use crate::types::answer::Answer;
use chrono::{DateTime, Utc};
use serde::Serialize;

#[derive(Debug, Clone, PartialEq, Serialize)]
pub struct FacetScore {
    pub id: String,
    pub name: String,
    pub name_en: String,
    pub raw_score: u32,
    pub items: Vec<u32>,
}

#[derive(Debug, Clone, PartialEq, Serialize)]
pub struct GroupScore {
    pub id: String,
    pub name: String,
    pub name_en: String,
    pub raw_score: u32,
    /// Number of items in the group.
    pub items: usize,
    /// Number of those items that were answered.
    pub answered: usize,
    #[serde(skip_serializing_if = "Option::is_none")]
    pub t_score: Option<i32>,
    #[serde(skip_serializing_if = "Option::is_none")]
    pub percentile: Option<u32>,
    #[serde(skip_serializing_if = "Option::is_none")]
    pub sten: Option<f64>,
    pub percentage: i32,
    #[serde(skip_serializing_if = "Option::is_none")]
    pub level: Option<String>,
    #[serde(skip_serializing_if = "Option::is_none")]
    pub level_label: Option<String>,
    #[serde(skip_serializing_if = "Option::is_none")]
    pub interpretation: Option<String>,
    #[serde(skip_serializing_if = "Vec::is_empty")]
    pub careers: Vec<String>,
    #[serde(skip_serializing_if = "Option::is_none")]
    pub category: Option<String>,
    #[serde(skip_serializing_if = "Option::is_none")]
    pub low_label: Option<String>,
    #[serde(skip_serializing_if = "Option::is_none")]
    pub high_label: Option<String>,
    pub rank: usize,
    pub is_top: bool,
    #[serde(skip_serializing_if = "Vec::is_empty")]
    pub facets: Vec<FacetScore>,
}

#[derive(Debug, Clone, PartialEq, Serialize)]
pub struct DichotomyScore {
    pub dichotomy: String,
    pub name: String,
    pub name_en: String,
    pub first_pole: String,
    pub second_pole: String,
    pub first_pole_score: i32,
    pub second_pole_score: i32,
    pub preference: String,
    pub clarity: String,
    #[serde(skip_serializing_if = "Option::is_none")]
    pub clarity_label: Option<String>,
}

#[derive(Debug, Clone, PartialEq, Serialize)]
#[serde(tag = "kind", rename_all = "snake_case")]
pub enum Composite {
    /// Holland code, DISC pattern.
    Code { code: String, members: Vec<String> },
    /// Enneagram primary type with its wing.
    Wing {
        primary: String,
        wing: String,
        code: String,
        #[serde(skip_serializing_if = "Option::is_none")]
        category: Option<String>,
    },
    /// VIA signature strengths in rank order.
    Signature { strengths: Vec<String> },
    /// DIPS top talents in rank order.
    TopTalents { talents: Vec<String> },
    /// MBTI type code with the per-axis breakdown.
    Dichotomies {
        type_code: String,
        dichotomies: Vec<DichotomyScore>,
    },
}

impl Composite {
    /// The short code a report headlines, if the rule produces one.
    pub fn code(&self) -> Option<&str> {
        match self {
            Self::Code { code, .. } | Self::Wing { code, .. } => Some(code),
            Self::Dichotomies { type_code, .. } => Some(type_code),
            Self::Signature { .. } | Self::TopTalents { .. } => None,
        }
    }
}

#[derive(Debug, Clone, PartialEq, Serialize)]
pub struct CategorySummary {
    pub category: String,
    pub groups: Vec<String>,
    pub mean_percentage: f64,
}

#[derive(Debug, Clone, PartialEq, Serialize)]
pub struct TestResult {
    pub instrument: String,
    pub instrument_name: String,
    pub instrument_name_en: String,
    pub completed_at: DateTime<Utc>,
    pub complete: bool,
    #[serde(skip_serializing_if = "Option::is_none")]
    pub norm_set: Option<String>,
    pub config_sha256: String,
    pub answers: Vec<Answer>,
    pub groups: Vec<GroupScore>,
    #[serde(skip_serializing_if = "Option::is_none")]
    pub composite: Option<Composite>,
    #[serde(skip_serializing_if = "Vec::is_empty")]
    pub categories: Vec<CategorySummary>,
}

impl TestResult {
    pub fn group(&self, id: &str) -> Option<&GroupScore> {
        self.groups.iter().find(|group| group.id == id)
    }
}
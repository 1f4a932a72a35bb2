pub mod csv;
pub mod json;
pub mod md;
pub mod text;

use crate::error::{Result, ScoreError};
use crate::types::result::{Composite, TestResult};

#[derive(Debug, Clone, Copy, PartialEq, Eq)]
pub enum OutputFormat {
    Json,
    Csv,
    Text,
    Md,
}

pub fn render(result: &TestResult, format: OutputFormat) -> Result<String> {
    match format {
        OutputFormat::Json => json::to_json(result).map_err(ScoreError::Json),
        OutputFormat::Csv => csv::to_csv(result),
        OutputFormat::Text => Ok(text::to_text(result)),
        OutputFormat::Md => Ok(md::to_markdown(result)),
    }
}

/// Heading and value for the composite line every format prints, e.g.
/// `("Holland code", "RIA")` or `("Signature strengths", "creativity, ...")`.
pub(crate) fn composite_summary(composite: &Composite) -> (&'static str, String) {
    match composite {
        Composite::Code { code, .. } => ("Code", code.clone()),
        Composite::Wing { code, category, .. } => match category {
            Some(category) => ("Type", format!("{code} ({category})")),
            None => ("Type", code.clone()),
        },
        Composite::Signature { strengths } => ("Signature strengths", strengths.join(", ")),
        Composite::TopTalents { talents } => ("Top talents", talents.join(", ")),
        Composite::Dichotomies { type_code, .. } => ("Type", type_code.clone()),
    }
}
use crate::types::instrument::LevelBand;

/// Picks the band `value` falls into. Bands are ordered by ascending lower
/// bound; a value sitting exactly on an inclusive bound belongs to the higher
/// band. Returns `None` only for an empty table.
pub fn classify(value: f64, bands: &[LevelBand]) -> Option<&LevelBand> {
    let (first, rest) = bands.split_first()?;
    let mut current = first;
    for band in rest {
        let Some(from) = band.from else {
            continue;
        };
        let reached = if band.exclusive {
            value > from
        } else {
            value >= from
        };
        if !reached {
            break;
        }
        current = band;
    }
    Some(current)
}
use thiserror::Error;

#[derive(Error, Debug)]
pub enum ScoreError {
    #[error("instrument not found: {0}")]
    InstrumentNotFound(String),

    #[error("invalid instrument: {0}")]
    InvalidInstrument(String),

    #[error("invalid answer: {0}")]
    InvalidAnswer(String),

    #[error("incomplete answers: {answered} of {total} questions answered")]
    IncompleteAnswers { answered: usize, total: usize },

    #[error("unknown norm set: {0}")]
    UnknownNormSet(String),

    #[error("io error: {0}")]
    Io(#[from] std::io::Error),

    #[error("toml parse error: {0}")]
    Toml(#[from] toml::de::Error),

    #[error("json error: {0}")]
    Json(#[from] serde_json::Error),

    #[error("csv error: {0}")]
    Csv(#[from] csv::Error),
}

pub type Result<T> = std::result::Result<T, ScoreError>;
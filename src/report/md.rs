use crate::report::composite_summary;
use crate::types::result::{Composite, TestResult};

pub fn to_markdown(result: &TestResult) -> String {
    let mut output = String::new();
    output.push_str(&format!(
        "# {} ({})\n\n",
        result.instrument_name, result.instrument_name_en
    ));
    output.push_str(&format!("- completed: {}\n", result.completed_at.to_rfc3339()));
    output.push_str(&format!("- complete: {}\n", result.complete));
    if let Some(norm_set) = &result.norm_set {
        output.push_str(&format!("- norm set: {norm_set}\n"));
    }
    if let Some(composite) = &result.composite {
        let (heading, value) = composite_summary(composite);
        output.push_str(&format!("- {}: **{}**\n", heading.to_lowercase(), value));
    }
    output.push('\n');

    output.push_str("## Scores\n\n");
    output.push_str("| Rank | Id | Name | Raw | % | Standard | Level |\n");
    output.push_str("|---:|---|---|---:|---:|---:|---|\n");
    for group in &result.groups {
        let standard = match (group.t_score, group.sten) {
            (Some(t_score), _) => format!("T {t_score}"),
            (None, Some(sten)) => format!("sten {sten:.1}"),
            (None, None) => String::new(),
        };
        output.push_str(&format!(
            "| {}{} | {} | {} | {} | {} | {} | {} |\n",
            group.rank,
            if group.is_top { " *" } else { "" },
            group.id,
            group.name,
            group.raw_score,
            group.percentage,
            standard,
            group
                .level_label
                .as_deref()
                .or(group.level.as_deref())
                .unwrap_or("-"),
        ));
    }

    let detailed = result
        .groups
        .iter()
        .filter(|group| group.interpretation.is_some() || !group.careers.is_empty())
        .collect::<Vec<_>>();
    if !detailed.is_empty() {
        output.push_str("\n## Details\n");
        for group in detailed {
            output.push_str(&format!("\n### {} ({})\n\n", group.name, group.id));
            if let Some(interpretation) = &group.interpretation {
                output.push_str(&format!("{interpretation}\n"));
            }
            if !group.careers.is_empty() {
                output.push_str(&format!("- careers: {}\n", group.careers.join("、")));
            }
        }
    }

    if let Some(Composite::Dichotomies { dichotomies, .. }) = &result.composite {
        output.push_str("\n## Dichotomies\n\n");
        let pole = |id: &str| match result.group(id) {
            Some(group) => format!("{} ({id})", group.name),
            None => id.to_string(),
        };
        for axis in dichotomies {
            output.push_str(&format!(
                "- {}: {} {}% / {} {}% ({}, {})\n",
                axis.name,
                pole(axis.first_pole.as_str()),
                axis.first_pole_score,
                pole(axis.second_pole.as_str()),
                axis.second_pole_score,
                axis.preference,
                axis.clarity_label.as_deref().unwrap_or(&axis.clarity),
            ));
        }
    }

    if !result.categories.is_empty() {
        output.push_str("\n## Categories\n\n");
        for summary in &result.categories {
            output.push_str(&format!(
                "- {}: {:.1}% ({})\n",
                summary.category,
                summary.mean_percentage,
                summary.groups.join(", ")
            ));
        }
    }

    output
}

════

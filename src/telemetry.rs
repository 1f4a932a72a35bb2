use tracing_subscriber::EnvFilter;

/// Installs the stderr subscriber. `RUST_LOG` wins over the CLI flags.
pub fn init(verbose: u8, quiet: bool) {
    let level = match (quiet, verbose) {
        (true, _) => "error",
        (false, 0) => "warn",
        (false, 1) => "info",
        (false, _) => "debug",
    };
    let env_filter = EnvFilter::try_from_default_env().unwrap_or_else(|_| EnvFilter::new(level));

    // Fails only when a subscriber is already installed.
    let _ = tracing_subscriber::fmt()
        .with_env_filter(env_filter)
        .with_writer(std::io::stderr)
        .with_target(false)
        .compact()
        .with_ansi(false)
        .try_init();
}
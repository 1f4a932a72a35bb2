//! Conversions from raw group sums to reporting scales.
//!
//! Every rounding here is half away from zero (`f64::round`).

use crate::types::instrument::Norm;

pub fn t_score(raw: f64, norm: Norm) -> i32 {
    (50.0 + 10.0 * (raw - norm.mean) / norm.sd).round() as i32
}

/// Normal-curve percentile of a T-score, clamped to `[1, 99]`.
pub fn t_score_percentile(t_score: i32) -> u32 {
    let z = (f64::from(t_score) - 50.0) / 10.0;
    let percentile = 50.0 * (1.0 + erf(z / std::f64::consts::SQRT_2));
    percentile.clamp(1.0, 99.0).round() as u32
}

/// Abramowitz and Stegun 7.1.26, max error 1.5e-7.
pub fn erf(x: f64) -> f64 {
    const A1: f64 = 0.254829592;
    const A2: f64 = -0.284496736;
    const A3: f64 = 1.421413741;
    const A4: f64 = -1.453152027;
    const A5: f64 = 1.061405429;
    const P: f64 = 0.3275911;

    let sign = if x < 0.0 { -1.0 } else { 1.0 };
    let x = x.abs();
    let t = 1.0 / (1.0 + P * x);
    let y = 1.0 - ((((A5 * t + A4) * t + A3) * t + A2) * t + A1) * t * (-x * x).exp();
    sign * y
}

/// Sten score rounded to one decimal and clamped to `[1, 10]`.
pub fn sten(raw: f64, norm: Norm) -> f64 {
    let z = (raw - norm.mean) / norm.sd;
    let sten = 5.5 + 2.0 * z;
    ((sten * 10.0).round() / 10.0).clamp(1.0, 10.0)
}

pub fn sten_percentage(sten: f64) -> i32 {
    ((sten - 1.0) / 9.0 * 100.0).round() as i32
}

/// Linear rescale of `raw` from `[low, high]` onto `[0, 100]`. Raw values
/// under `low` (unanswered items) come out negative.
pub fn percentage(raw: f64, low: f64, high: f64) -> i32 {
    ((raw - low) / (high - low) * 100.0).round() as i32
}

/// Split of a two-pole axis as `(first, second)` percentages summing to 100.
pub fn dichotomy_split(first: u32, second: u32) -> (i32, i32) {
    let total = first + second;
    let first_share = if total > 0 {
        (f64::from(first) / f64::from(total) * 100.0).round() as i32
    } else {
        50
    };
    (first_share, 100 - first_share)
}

════

## WHAT TO PRODUCE
Look above for the line holding "for group in detailed" and the line holding "for axis in", then output exactly those two lines and every line between them, nothing more.

## EXERCISE RESULT
        for group in detailed {
            output.push_str(&format!("\n### {} ({})\n\n", group.name, group.id));
            if let Some(interpretation) = &group.interpretation {
                output.push_str(&format!("{interpretation}\n"));
            }
            if !group.careers.is_empty() {
                output.push_str(&format!("- careers: {}\n", group.careers.join("、")));
            }
        }
    }

    if let Some(Composite::Dichotomies { dichotomies, .. }) = &result.composite {
        output.push_str("\n## Dichotomies\n\n");
        let pole = |id: &str| match result.group(id) {
            Some(group) => format!("{} ({id})", group.name),
            None => id.to_string(),
        };
        for axis in dichotomies {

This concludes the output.